I used to work at Booz, Allen & Hamilton and I have done work over the years for other traditional management consulting firms. One thing about MBAs: Most of the folks from the top 20 schools have a shared base of business and management baloney. Mention a buggy whip and MBAs will shout, “Automobile seat covers.” Mention money and some will say, “Investment banking.” At Booz, Allen, at whatever level I was pegged in that pre-break up, blue chip outfit, I have to fly on a different plane. The idea was that if my plane went down, the project team would survive. Just slap in another person with the pedigree and the client would not know the difference. Think of replacing a Lego block when one goes missing.

I read in my hard copy of the New York Times the story “Google’s Quest to Build a Better Boss.” You can for a short time, I think, find a version of the story online at this link. (When I checked the link, I saw an ad for the Economist. Wow.)

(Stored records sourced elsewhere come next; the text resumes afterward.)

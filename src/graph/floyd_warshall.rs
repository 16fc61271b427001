use crate::validation::MatrixValidator;
use crate::ClavisError;
use num_traits::Float;

/// All pairs shortest paths, relaxing `dist` in place. On input `dist[i][j]` is the cost of the
/// edge `i -> j` (`T::infinity()` where there is none, zero on the diagonal). On return it is the
/// cost of the cheapest path. Negative edges are allowed, negative cycles are not; check the
/// result with `has_negative_cycle`.
///
/// # Examples
/// ```
///use clavis::floyd_warshall;
///
///let inf = f64::INFINITY;
///let mut dist = vec![
///    vec![0.0, 3.0, inf, 7.0],
///    vec![8.0, 0.0, 2.0, inf],
///    vec![5.0, inf, 0.0, 1.0],
///    vec![2.0, inf, inf, 0.0],
///];
///floyd_warshall(&mut dist).unwrap();
///assert_eq!(vec![0.0, 3.0, 5.0, 6.0], dist[0]);
/// ```
pub fn floyd_warshall<T: Float>(dist: &mut [Vec<T>]) -> Result<(), ClavisError> {
    MatrixValidator::new(dist).validate_square()?;
    let n = dist.len();
    for k in 0..n {
        for i in 0..n {
            for j in 0..n {
                let through_k = dist[i][k] + dist[k][j];
                if through_k < dist[i][j] {
                    dist[i][j] = through_k;
                }
            }
        }
    }
    Ok(())
}

/// Whether a matrix produced by `floyd_warshall` shows a negative cycle, i.e. some vertex can
/// reach itself at negative cost.
pub fn has_negative_cycle<T: Float>(dist: &[Vec<T>]) -> bool {
    dist.iter()
        .enumerate()
        .any(|(i, row)| row.get(i).is_some_and(|d| *d < T::zero()))
}
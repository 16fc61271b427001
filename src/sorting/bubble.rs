/// Bubble sort with an early exit once a full pass makes no swap. Stable, O(n²).
pub fn bubble_sort<T: PartialOrd>(arr: &mut [T]) {
    log::debug!("Bubble sorting {} elements", arr.len());
    let len = arr.len();
    for i in 0..len {
        let mut swapped = false;
        for j in 1..len - i {
            if arr[j - 1] > arr[j] {
                log::trace!("Swapping positions {} and {j}", j - 1);
                arr.swap(j - 1, j);
                swapped = true;
            }
        }
        if !swapped {
            break;
        }
    }
}
//! Graph traversal, shortest path and spanning tree algorithms.

mod dijkstra;
mod directed;
mod floyd_warshall;
mod kruskal;

pub use dijkstra::dijkstra;
pub use directed::DirectedGraph;
pub use floyd_warshall::{floyd_warshall, has_negative_cycle};
pub use kruskal::kruskal;
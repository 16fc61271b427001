/// Heap sort: builds a max-heap in place, then repeatedly swaps the root behind the shrinking
/// heap. Not stable, O(n log n) with no extra memory.
pub fn heap_sort<T: PartialOrd>(arr: &mut [T]) {
    log::debug!("Heap sorting {} elements", arr.len());
    let len = arr.len();
    for idx in (0..len / 2).rev() {
        sift_down(arr, idx, len);
    }
    for end in (1..len).rev() {
        arr.swap(0, end);
        sift_down(arr, 0, end);
    }
}

fn sift_down<T: PartialOrd>(arr: &mut [T], mut idx: usize, heap_len: usize) {
    loop {
        let left = 2 * idx + 1;
        let right = 2 * idx + 2;
        let mut largest = idx;
        if left < heap_len && arr[left] > arr[largest] {
            largest = left;
        }
        if right < heap_len && arr[right] > arr[largest] {
            largest = right;
        }
        if largest == idx {
            return;
        }
        log::trace!("Swapping heap positions {idx} and {largest}");
        arr.swap(idx, largest);
        idx = largest;
    }
}
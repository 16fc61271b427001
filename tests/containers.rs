use clavis::{BinarySearchTree, ClavisError, FenwickTree, MaxHeap, SegmentTree, UnionFind};
use rand::Rng;
use std::collections::BTreeSet;

mod common;

#[test]
fn union_find_starts_with_singletons() {
    let mut uf = UnionFind::new(10);
    assert_eq!(10, uf.len());
    assert_eq!(10, uf.groups());
    for i in 0..10 {
        assert_eq!(i, uf.find(i).unwrap());
        assert_eq!(1, uf.group_size(i).unwrap());
    }
}

#[test]
fn union_find_unite_and_same() {
    let mut uf = UnionFind::new(10);
    assert!(uf.unite(1, 2).unwrap());
    assert!(uf.unite(2, 3).unwrap());
    assert!(uf.same(1, 3).unwrap());
    assert!(!uf.same(1, 4).unwrap());
    assert_eq!(8, uf.groups());
    assert_eq!(3, uf.group_size(2).unwrap());
}

#[test]
fn union_find_uniting_same_group_is_a_no_op() {
    let mut uf = UnionFind::new(5);
    assert!(uf.unite(0, 1).unwrap());
    assert!(!uf.unite(1, 0).unwrap());
    assert!(!uf.unite(3, 3).unwrap());
    assert_eq!(4, uf.groups());
}

#[test]
fn union_find_out_of_range() {
    let mut uf = UnionFind::new(3);
    assert!(matches!(uf.find(3), Err(ClavisError::IndexOutOfRange(_))));
    assert!(matches!(uf.unite(0, 3), Err(ClavisError::IndexOutOfRange(_))));
    assert!(matches!(uf.unite(5, 0), Err(ClavisError::IndexOutOfRange(_))));
    assert!(matches!(uf.group_size(10), Err(ClavisError::IndexOutOfRange(_))));
    assert!(uf.same(0, 9).is_err());
    assert_eq!(3, uf.groups());
}

#[test]
fn union_find_random_unions_keep_invariants() {
    let n = 200;
    let mut rng = common::seeded_rng(11);
    let mut uf = UnionFind::new(n);
    for _ in 0..150 {
        let (a, b) = (rng.gen_range(0..n), rng.gen_range(0..n));
        let groups_before = uf.groups();
        let was_same = uf.same(a, b).unwrap();
        let merged = uf.unite(a, b).unwrap();
        assert_eq!(!was_same, merged);
        assert_eq!(groups_before - usize::from(merged), uf.groups());
        assert!(uf.same(a, b).unwrap());
    }

    let mut roots = BTreeSet::new();
    for x in 0..n {
        let root = uf.find(x).unwrap();
        assert_eq!(root, uf.find(root).unwrap());
        roots.insert(root);
    }
    assert_eq!(uf.groups(), roots.len());
    let total: usize = roots.iter().map(|&root| uf.group_size(root).unwrap()).sum();
    assert_eq!(n, total);
}

#[test]
fn union_find_empty() {
    let mut uf = UnionFind::new(0);
    assert!(uf.is_empty());
    assert_eq!(0, uf.groups());
    assert!(uf.find(0).is_err());
}

#[test]
fn heap_is_initially_empty() {
    let heap: MaxHeap<i32> = MaxHeap::new();
    assert!(heap.is_empty());
    assert_eq!(0, heap.len());
}

#[test]
fn heap_push_increases_size() {
    let mut heap = MaxHeap::new();
    heap.push(10);
    assert!(!heap.is_empty());
    assert_eq!(1, heap.len());
    heap.push(20);
    assert_eq!(2, heap.len());
    assert_eq!(&20, heap.top().unwrap());
}

#[test]
fn heap_pop_returns_max() {
    let mut heap = MaxHeap::new();
    heap.push(5);
    heap.push(10);
    heap.push(3);
    assert_eq!(3, heap.len());
    assert_eq!(&10, heap.top().unwrap());
    assert_eq!(10, heap.pop().unwrap());
    assert_eq!(2, heap.len());
    assert_eq!(&5, heap.top().unwrap());
}

#[test]
fn heap_empty_access_is_an_error() {
    let mut heap: MaxHeap<i32> = MaxHeap::new();
    assert!(matches!(heap.top(), Err(ClavisError::EmptyContainer(_))));
    assert!(matches!(heap.pop(), Err(ClavisError::EmptyContainer(_))));
    heap.push(1);
    assert_eq!(1, heap.pop().unwrap());
    assert!(heap.pop().is_err());
}

#[test]
fn heap_pops_in_non_increasing_order() {
    let mut heap = MaxHeap::new();
    for value in [42, 15, 100, 7, 99] {
        heap.push(value);
    }
    let popped: Vec<i32> = std::iter::from_fn(|| heap.pop().ok()).collect();
    assert_eq!(vec![100, 99, 42, 15, 7], popped);
    assert!(heap.is_empty());
}

#[test]
fn heap_top_tracks_maximum_under_random_operations() {
    let mut rng = common::seeded_rng(3);
    let mut heap = MaxHeap::new();
    let mut shadow: Vec<i64> = Vec::new();
    for _ in 0..500 {
        if rng.gen_bool(0.6) || shadow.is_empty() {
            let value = rng.gen_range(-100..100);
            heap.push(value);
            shadow.push(value);
        } else {
            let max = *shadow.iter().max().unwrap();
            assert_eq!(max, heap.pop().unwrap());
            let pos = shadow.iter().position(|&v| v == max).unwrap();
            shadow.swap_remove(pos);
        }
        assert_eq!(shadow.len(), heap.len());
        assert_eq!(shadow.iter().max(), heap.top().ok());
    }
}

#[test]
fn heap_collects_and_sorts() {
    let heap: MaxHeap<i32> = vec![3, 1, 4, 1, 5, 9, 2, 6].into_iter().collect();
    assert_eq!(&9, heap.top().unwrap());
    assert_eq!(vec![1, 1, 2, 3, 4, 5, 6, 9], heap.into_sorted_vec());
}

#[test]
fn fenwick_basic_operations() {
    let mut fenw = FenwickTree::new(10);
    for i in 0..10 {
        assert_eq!(0, fenw.query(i).unwrap());
    }

    fenw.update(3, 5).unwrap();
    assert_eq!(5, fenw.query(3).unwrap());
    assert_eq!(5, fenw.query(4).unwrap());

    fenw.update(5, 2).unwrap();
    assert_eq!(5, fenw.query(3).unwrap());
    assert_eq!(7, fenw.query(5).unwrap());
    assert_eq!(7, fenw.range_query(3, 5).unwrap());

    fenw.update(3, 2).unwrap();
    assert_eq!(7, fenw.query(3).unwrap());
    assert_eq!(9, fenw.query(5).unwrap());
}

#[test]
fn fenwick_prefix_sums_with_negative_values() {
    let values = [10, -5, 0, 5, 1];
    let mut fenw = FenwickTree::new(values.len());
    for (i, &value) in values.iter().enumerate() {
        fenw.update(i, value).unwrap();
    }
    let mut running_sum = 0;
    for (i, &value) in values.iter().enumerate() {
        running_sum += value;
        assert_eq!(running_sum, fenw.query(i).unwrap(), "prefix sum at {i}");
    }
    assert_eq!(0, fenw.range_query(1, 3).unwrap());
    assert_eq!(10, fenw.range_query(0, 0).unwrap());
}

#[test]
fn fenwick_empty_range_is_zero() {
    let mut fenw = FenwickTree::new(4);
    fenw.update(2, 8).unwrap();
    assert_eq!(0, fenw.range_query(3, 1).unwrap());
    // An inverted range is empty even when its ends are out of range.
    assert_eq!(0, fenw.range_query(9, 8).unwrap());
}

#[test]
fn fenwick_out_of_range_leaves_state_unchanged() {
    let mut fenw = FenwickTree::new(3);
    fenw.update(1, 4).unwrap();
    let before = fenw.clone();
    assert!(matches!(fenw.update(3, 1), Err(ClavisError::IndexOutOfRange(_))));
    assert!(matches!(fenw.query(3), Err(ClavisError::IndexOutOfRange(_))));
    assert!(fenw.range_query(0, 3).is_err());
    assert_eq!(before, fenw);
    assert!(FenwickTree::<i32>::new(0).query(0).is_err());
}

#[test]
fn fenwick_matches_naive_prefix_sums() {
    let n = 100;
    let mut rng = common::seeded_rng(5);
    let mut fenw = FenwickTree::new(n);
    let mut naive = vec![0_i64; n];
    for _ in 0..300 {
        let idx = rng.gen_range(0..n);
        let delta = rng.gen_range(-20..20);
        fenw.update(idx, delta).unwrap();
        naive[idx] += delta;
    }
    for i in 0..n {
        assert_eq!(naive[..=i].iter().sum::<i64>(), fenw.query(i).unwrap());
    }
    for _ in 0..100 {
        let (l, r) = (rng.gen_range(0..n), rng.gen_range(0..n));
        let expected = if l > r { 0 } else { naive[l..=r].iter().sum::<i64>() };
        assert_eq!(expected, fenw.range_query(l, r).unwrap());
    }
}

#[test]
fn fenwick_from_slice_and_floats() {
    let fenw = FenwickTree::from_slice(&[0.5, 1.5, 2.0]);
    assert_eq!(3, fenw.len());
    assert_eq!(4.0, fenw.query(2).unwrap());
    assert_eq!(3.5, fenw.range_query(1, 2).unwrap());
}

#[test]
fn segment_tree_sum() {
    let mut tree = SegmentTree::new(&[1, 2, 3, 4, 5], |a: &i32, b: &i32| a + b, 0);
    assert_eq!(15, tree.query(0, 5).unwrap());
    assert_eq!(5, tree.query(1, 3).unwrap());
    assert_eq!(12, tree.query(2, 5).unwrap());

    tree.update(2, 10).unwrap();
    assert_eq!(22, tree.query(0, 5).unwrap());
    assert_eq!(19, tree.query(2, 5).unwrap());
    assert_eq!(&10, tree.get(2).unwrap());
}

#[test]
fn segment_tree_min() {
    let mut tree = SegmentTree::new(&[5, 4, 3, 2, 1], |a: &i32, b: &i32| *a.min(b), i32::MAX);
    assert_eq!(1, tree.query(0, 5).unwrap());
    assert_eq!(2, tree.query(1, 4).unwrap());
    tree.update(4, 6).unwrap();
    assert_eq!(2, tree.query(0, 5).unwrap());
}

#[test]
fn segment_tree_preserves_left_to_right_order() {
    let words: Vec<String> = ["a", "b", "c", "d", "e", "f"].iter().map(|s| s.to_string()).collect();
    let mut tree = SegmentTree::new(&words, |a: &String, b: &String| format!("{a}{b}"), String::new());
    assert_eq!("abcdef", tree.query(0, 6).unwrap());
    assert_eq!("bcde", tree.query(1, 5).unwrap());
    assert_eq!("f", tree.query(5, 6).unwrap());
    tree.update(3, String::from("X")).unwrap();
    assert_eq!("cXe", tree.query(2, 5).unwrap());
}

#[test]
fn segment_tree_empty_range_is_identity() {
    let tree = SegmentTree::new(&[3, 1, 4], |a: &i64, b: &i64| a + b, 0);
    assert_eq!(0, tree.query(2, 2).unwrap());
    assert_eq!(0, tree.query(3, 1).unwrap());
}

#[test]
fn segment_tree_out_of_range() {
    let mut tree = SegmentTree::new(&[3, 1, 4], |a: &i64, b: &i64| a + b, 0);
    assert!(matches!(tree.query(0, 4), Err(ClavisError::IndexOutOfRange(_))));
    assert!(matches!(tree.update(3, 1), Err(ClavisError::IndexOutOfRange(_))));
    assert!(tree.get(3).is_err());
    assert_eq!(8, tree.query(0, 3).unwrap());
}

#[test]
fn segment_tree_matches_naive_fold() {
    let mut rng = common::seeded_rng(13);
    let mut values = common::random_values(&mut rng, 37, -50, 50);
    let mut tree = SegmentTree::new(&values, |a: &i64, b: &i64| *a.max(b), i64::MIN);
    for _ in 0..200 {
        if rng.gen_bool(0.3) {
            let idx = rng.gen_range(0..values.len());
            let value = rng.gen_range(-50..50);
            tree.update(idx, value).unwrap();
            values[idx] = value;
        }
        let l = rng.gen_range(0..values.len());
        let r = rng.gen_range(l..=values.len());
        let expected = values[l..r].iter().copied().fold(i64::MIN, i64::max);
        assert_eq!(expected, tree.query(l, r).unwrap());
    }
}

#[test]
fn bst_basic_operations() {
    let mut bst = BinarySearchTree::new();
    assert!(bst.is_empty());
    assert_eq!(0, bst.len());

    bst.insert(5);
    bst.insert(3);
    bst.insert(7);

    assert!(!bst.is_empty());
    assert_eq!(3, bst.len());
    assert!(bst.contains(&5));
    assert!(bst.contains(&3));
    assert!(bst.contains(&7));
    assert!(!bst.contains(&4));
}

#[test]
fn bst_duplicates_are_ignored() {
    let mut bst = BinarySearchTree::new();
    assert!(bst.insert(5));
    assert!(!bst.insert(5));
    assert_eq!(1, bst.len());
    assert_eq!(vec![5], bst.inorder());
}

#[test]
fn bst_min_max() {
    let mut bst = BinarySearchTree::new();
    assert_eq!(None, bst.minimum());
    assert_eq!(None, bst.maximum());
    for value in [5, 3, 7, 1, 9] {
        bst.insert(value);
    }
    assert_eq!(Some(&1), bst.minimum());
    assert_eq!(Some(&9), bst.maximum());
}

#[test]
fn bst_removal() {
    let mut bst: BinarySearchTree<i32> = [5, 3, 7, 1, 9].into_iter().collect();

    assert!(bst.remove(&3));
    assert!(!bst.contains(&3));
    assert!(bst.contains(&1));
    assert_eq!(4, bst.len());

    assert!(bst.remove(&5));
    assert!(!bst.contains(&5));
    assert_eq!(vec![1, 7, 9], bst.inorder());

    assert!(!bst.remove(&10));
    assert_eq!(3, bst.len());

    for value in [1, 7, 9] {
        assert!(bst.remove(&value));
    }
    assert!(bst.is_empty());
    assert_eq!(None, bst.minimum());
    assert!(!bst.remove(&1));
}

#[test]
fn bst_traversals() {
    let bst: BinarySearchTree<i32> = [5, 3, 7, 1, 9].into_iter().collect();

    let mut result = Vec::new();
    bst.inorder_traversal(|value| result.push(*value));
    assert_eq!(vec![1, 3, 5, 7, 9], result);

    result.clear();
    bst.level_order_traversal(|value| result.push(*value));
    assert_eq!(vec![5, 3, 7, 1, 9], result);
}

#[test]
fn bst_empty_traversals_visit_nothing() {
    let bst: BinarySearchTree<i32> = BinarySearchTree::default();
    let mut visits = 0;
    bst.inorder_traversal(|_| visits += 1);
    bst.level_order_traversal(|_| visits += 1);
    assert_eq!(0, visits);
}

#[test]
fn bst_matches_sorted_set_under_random_operations() {
    let mut rng = common::seeded_rng(17);
    let mut bst = BinarySearchTree::new();
    let mut shadow = BTreeSet::new();
    for _ in 0..1000 {
        let value = rng.gen_range(0..200);
        if rng.gen_bool(0.6) {
            assert_eq!(shadow.insert(value), bst.insert(value));
        } else {
            let len_before = bst.len();
            let removed = bst.remove(&value);
            assert_eq!(shadow.remove(&value), removed);
            assert!(!bst.contains(&value));
            assert_eq!(len_before - usize::from(removed), bst.len());
        }
    }
    assert_eq!(shadow.len(), bst.len());
    assert_eq!(shadow.iter().copied().collect::<Vec<_>>(), bst.inorder());
    assert_eq!(shadow.first(), bst.minimum());
    assert_eq!(shadow.last(), bst.maximum());
}

#[test]
fn bst_with_strings() {
    let mut bst = BinarySearchTree::new();
    for word in ["pear", "apple", "quince", "fig"] {
        bst.insert(word.to_string());
    }
    assert!(bst.remove(&String::from("pear")));
    assert_eq!(vec!["apple", "fig", "quince"], bst.inorder());
}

What caught my attention was the verbiage about how Google applied its analytic method to figure out what makes a good boss. Now keep in mind that Google has lots of employees and is in the process of getting a new boss, Larry Page. I don’t think Mr. Page has worked at a sweat shop like a former blue chip management consulting firm, but that’s okay. The Googler human resources unit has generated a list of what a manager must do to be successful.

Surprise. A manager does not have to be a programmer. Got it. I have worked for some very astute managers over the years. None was a programmer. There was an aeronautical engineer, a retired three star general, a nuclear engineer, and a liberal arts major whose father founded a must-have magazine in the 1940s. Management is different from technology management in my opinion. Running an R&D operation that implements learnings from AltaVista.com experiences is one thing. Avoiding trouble with the European Commission, the Justice Department, and next door neighbors like Oracle and Apple is a different kettle of python scripts.

Now Google has identified that there are eight attributes that a manager has. Most of these fall into the buggy whip category, but for the New York Times and for Google, the eight are new. Please, read the eight tips and check off which of them you know. I particularly like the one that suggests one fit into a team and listen to colleagues. Helpful that one.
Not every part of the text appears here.